[Task objective]: Reproduce every record below, character by character.

══════

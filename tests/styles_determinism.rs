// tests/styles_determinism.rs

mod common;
use crate::common::{init_tracing, ProjectBuilder};

use std::error::Error;
use std::fs;

use assetpipe::errors::AssetpipeError;
use assetpipe::pipeline::styles;

type TestResult = Result<(), Box<dyn Error>>;

const STYLESHEET: &str = r#"
:root { --accent: #e63946; }

.banner {
    display: flex;
    color: var(--accent);

    & .title {
        font-weight: 700;
        user-select: none;
    }
}
"#;

#[test]
fn style_output_is_minified_with_a_source_map() -> TestResult {
    init_tracing();

    let project = ProjectBuilder::new().file("dev/styles/styles.css", STYLESHEET);
    let summary = styles::run(&project.config())?;

    assert_eq!(summary.output, project.path("build/assets/css/styles.min.css"));
    let css = fs::read_to_string(&summary.output)?;
    assert!(css.contains(".banner .title"));
    assert!(css.contains("sourceMappingURL=../maps/styles.min.css.map"));

    let map = fs::read_to_string(project.path("build/assets/maps/styles.min.css.map"))?;
    assert!(map.contains("\"mappings\""));
    Ok(())
}

#[test]
fn recompiling_unchanged_sources_is_byte_identical() -> TestResult {
    init_tracing();

    let project = ProjectBuilder::new().file("dev/styles/styles.css", STYLESHEET);
    let config = project.config();

    styles::run(&config)?;
    let first = fs::read(project.path("build/assets/css/styles.min.css"))?;

    styles::run(&config)?;
    let second = fs::read(project.path("build/assets/css/styles.min.css"))?;

    assert_eq!(first, second);
    Ok(())
}

#[test]
fn broken_stylesheet_reports_a_compile_error() -> TestResult {
    init_tracing();

    let project = ProjectBuilder::new().file("dev/styles/styles.css", ".broken { color: ");
    let err = styles::run(&project.config()).unwrap_err();

    match err {
        AssetpipeError::StyleCompile { file, .. } => assert!(file.contains("styles.css")),
        other => panic!("expected StyleCompile, got {other}"),
    }
    Ok(())
}
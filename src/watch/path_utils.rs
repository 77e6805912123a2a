// src/watch/path_utils.rs

//! Utility functions for path handling in the watcher.

use std::path::Path;

/// Convert a path into a string relative to `root`, with forward slashes.
///
/// This is intentionally robust:
/// - First we try a direct `strip_prefix(root)`.
/// - If that fails (e.g. due to symlinks or different absolute prefixes),
///   we canonicalize both paths and try again.
/// - Only if both attempts fail do we give up.
///
/// Returns `None` if the path cannot be reasonably related to `root`.
pub fn relative_str(root: &Path, path: &Path) -> Option<String> {
    // Fast path: event path already starts with our root.
    if let Ok(rel) = path.strip_prefix(root) {
        let s = rel.to_string_lossy().replace('\\', "/");
        return Some(s);
    }

    // More robust path: canonicalize both, then try again. This helps on
    // platforms (notably macOS) where different absolute prefixes may be
    // used for the same underlying directory (e.g. /private/var/...).
    if let (Ok(root_canon), Ok(path_canon)) = (root.canonicalize(), path.canonicalize()) {
        if let Ok(rel) = path_canon.strip_prefix(&root_canon) {
            let s = rel.to_string_lossy().replace('\\', "/");
            return Some(s);
        }
    }

    None
}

══════

[Answer to this exercise]:
filename tests/styles_determinism.rs
// tests/styles_determinism.rs

mod common;
use crate::common::{init_tracing, ProjectBuilder};

use std::error::Error;
use std::fs;

use assetpipe::errors::AssetpipeError;
use assetpipe::pipeline::styles;

type TestResult = Result<(), Box<dyn Error>>;

const STYLESHEET: &str = r#"
:root { --accent: #e63946; }

.banner {
    display: flex;
    color: var(--accent);

    & .title {
        font-weight: 700;
        user-select: none;
    }
}
"#;

#[test]
fn style_output_is_minified_with_a_source_map() -> TestResult {
    init_tracing();

    let project = ProjectBuilder::new().file("dev/styles/styles.css", STYLESHEET);
    let summary = styles::run(&project.config())?;

    assert_eq!(summary.output, project.path("build/assets/css/styles.min.css"));
    let css = fs::read_to_string(&summary.output)?;
    assert!(css.contains(".banner .title"));
    assert!(css.contains("sourceMappingURL=../maps/styles.min.css.map"));

    let map = fs::read_to_string(project.path("build/assets/maps/styles.min.css.map"))?;
    assert!(map.contains("\"mappings\""));
    Ok(())
}

#[test]
fn recompiling_unchanged_sources_is_byte_identical() -> TestResult {
    init_tracing();

    let project = ProjectBuilder::new().file("dev/styles/styles.css", STYLESHEET);
    let config = project.config();

    styles::run(&config)?;
    let first = fs::read(project.path("build/assets/css/styles.min.css"))?;

    styles::run(&config)?;
    let second = fs::read(project.path("build/assets/css/styles.min.css"))?;

    assert_eq!(first, second);
    Ok(())
}

#[test]
fn broken_stylesheet_reports_a_compile_error() -> TestResult {
    init_tracing();

    let project = ProjectBuilder::new().file("dev/styles/styles.css", ".broken { color: ");
    let err = styles::run(&project.config()).unwrap_err();

    match err {
        AssetpipeError::StyleCompile { file, .. } => assert!(file.contains("styles.css")),
        other => panic!("expected StyleCompile, got {other}"),
    }
    Ok(())
}
filename src/watch/path_utils.rs
repository 77e6805912123a2a
// src/watch/path_utils.rs

//! Utility functions for path handling in the watcher.

use std::path::Path;

/// Convert a path into a string relative to `root`, with forward slashes.
///
/// This is intentionally robust:
/// - First we try a direct `strip_prefix(root)`.
/// - If that fails (e.g. due to symlinks or different absolute prefixes),
///   we canonicalize both paths and try again.
/// - Only if both attempts fail do we give up.
///
/// Returns `None` if the path cannot be reasonably related to `root`.
pub fn relative_str(root: &Path, path: &Path) -> Option<String> {
    // Fast path: event path already starts with our root.
    if let Ok(rel) = path.strip_prefix(root) {
        let s = rel.to_string_lossy().replace('\\', "/");
        return Some(s);
    }

    // More robust path: canonicalize both, then try again. This helps on
    // platforms (notably macOS) where different absolute prefixes may be
    // used for the same underlying directory (e.g. /private/var/...).
    if let (Ok(root_canon), Ok(path_canon)) = (root.canonicalize(), path.canonicalize()) {
        if let Ok(rel) = path_canon.strip_prefix(&root_canon) {
            let s = rel.to_string_lossy().replace('\\', "/");
            return Some(s);
        }
    }

    None
}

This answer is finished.